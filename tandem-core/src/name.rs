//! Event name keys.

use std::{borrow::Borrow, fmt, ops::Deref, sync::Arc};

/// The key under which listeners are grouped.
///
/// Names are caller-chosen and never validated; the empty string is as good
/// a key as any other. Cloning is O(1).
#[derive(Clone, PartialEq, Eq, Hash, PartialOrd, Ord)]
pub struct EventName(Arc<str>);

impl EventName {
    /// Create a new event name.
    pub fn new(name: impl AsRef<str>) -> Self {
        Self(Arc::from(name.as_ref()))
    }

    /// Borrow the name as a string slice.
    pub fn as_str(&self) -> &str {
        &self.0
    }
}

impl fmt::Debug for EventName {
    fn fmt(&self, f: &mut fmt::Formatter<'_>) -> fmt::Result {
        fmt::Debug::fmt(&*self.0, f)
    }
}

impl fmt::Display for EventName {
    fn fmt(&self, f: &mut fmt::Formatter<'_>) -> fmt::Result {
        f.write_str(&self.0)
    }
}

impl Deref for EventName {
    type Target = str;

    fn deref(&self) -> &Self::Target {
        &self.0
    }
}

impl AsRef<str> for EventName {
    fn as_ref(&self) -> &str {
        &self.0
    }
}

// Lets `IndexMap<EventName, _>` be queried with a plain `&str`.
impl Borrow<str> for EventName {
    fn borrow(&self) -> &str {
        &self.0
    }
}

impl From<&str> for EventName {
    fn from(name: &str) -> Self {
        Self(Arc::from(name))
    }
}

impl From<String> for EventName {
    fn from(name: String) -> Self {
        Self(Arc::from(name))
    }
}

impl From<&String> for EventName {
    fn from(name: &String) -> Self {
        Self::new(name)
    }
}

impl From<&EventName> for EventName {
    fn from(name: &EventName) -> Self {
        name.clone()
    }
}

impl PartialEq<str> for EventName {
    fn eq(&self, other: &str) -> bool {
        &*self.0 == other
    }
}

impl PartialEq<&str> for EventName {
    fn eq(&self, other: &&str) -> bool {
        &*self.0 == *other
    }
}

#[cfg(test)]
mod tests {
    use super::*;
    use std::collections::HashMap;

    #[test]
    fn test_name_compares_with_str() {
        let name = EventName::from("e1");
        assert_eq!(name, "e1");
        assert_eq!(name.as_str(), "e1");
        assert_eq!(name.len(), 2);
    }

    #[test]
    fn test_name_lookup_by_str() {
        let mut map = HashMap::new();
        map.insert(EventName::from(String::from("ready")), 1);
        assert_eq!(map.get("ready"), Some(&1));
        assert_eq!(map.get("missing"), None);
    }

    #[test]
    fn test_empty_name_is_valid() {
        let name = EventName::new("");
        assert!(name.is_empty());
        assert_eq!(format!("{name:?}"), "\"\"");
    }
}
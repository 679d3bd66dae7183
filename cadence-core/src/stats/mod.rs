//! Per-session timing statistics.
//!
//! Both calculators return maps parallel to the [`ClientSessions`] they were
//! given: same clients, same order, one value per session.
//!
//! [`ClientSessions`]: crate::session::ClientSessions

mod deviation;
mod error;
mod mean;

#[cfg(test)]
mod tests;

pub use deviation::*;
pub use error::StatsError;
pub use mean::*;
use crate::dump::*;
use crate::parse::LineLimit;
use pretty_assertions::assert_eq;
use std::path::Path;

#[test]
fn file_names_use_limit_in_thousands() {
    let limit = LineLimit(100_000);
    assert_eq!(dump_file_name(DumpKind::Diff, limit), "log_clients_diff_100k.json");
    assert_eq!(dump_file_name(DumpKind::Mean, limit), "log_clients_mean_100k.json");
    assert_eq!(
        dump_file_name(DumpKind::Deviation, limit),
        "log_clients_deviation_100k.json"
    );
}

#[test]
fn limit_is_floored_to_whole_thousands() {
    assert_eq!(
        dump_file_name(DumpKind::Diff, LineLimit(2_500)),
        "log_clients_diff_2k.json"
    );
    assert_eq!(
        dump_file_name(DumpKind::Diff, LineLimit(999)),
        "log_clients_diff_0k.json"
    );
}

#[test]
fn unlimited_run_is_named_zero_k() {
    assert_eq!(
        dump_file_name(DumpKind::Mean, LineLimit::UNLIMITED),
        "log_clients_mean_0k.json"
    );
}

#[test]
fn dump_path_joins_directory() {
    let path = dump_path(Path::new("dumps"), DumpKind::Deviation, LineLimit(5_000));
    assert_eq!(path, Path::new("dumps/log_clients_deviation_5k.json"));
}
* * *
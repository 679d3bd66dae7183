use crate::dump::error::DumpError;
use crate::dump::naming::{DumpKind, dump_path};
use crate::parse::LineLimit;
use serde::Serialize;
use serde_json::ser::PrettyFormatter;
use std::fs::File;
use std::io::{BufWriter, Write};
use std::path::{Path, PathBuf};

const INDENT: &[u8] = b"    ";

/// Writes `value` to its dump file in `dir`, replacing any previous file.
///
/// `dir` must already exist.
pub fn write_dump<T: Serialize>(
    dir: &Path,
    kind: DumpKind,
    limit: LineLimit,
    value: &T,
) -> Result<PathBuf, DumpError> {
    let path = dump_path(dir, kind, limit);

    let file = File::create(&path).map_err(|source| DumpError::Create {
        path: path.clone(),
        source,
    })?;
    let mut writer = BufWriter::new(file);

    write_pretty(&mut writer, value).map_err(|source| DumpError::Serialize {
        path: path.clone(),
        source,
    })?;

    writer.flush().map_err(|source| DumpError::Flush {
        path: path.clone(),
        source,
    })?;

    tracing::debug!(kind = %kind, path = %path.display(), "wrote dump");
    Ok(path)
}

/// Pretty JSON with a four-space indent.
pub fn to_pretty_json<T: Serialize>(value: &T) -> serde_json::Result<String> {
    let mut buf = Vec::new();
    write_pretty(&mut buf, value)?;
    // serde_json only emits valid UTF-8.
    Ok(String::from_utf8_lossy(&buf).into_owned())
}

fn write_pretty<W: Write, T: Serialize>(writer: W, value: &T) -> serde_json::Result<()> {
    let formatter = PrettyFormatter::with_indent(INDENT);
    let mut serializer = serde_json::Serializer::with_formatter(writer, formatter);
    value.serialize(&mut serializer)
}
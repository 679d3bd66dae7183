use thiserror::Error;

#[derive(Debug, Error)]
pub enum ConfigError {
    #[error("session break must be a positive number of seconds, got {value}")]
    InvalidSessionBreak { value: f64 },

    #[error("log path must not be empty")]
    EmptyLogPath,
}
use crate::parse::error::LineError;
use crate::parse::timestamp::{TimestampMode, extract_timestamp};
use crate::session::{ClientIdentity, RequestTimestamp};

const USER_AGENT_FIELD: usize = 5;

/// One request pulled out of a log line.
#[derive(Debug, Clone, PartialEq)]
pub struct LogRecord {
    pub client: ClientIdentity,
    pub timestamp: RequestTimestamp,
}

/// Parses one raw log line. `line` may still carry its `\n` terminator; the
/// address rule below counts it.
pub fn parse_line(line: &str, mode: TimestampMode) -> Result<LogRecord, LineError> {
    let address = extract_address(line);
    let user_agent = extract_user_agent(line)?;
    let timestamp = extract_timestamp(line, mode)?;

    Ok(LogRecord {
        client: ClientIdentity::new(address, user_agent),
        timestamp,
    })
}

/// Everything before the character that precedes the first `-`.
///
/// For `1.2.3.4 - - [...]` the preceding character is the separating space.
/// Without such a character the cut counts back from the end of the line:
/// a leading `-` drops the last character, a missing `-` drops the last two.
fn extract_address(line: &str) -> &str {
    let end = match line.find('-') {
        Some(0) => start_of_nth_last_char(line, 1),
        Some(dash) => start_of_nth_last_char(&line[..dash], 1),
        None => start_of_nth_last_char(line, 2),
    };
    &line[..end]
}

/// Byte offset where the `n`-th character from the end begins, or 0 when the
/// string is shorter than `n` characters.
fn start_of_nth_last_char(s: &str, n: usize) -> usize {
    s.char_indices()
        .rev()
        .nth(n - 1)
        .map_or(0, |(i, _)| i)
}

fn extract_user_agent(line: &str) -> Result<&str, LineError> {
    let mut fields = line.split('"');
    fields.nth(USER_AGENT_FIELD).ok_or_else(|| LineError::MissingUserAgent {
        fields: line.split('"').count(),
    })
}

▶ [Task objective] Only the lines above from the line with "write_pretty(&mut buf, value)?;" to the line with "below counts it.", those two lines included, should be reproduced exactly.

▶ [Answer box]
    write_pretty(&mut buf, value)?;
    // serde_json only emits valid UTF-8.
    Ok(String::from_utf8_lossy(&buf).into_owned())
}

fn write_pretty<W: Write, T: Serialize>(writer: W, value: &T) -> serde_json::Result<()> {
    let formatter = PrettyFormatter::with_indent(INDENT);
    let mut serializer = serde_json::Serializer::with_formatter(writer, formatter);
    value.serialize(&mut serializer)
}
repository 679d3bd66dae7183
use thiserror::Error;

#[derive(Debug, Error)]
pub enum ConfigError {
    #[error("session break must be a positive number of seconds, got {value}")]
    InvalidSessionBreak { value: f64 },

    #[error("log path must not be empty")]
    EmptyLogPath,
}
use crate::parse::error::LineError;
use crate::parse::timestamp::{TimestampMode, extract_timestamp};
use crate::session::{ClientIdentity, RequestTimestamp};

const USER_AGENT_FIELD: usize = 5;

/// One request pulled out of a log line.
#[derive(Debug, Clone, PartialEq)]
pub struct LogRecord {
    pub client: ClientIdentity,
    pub timestamp: RequestTimestamp,
}

/// Parses one raw log line. `line` may still carry its `\n` terminator; the
/// address rule below counts it.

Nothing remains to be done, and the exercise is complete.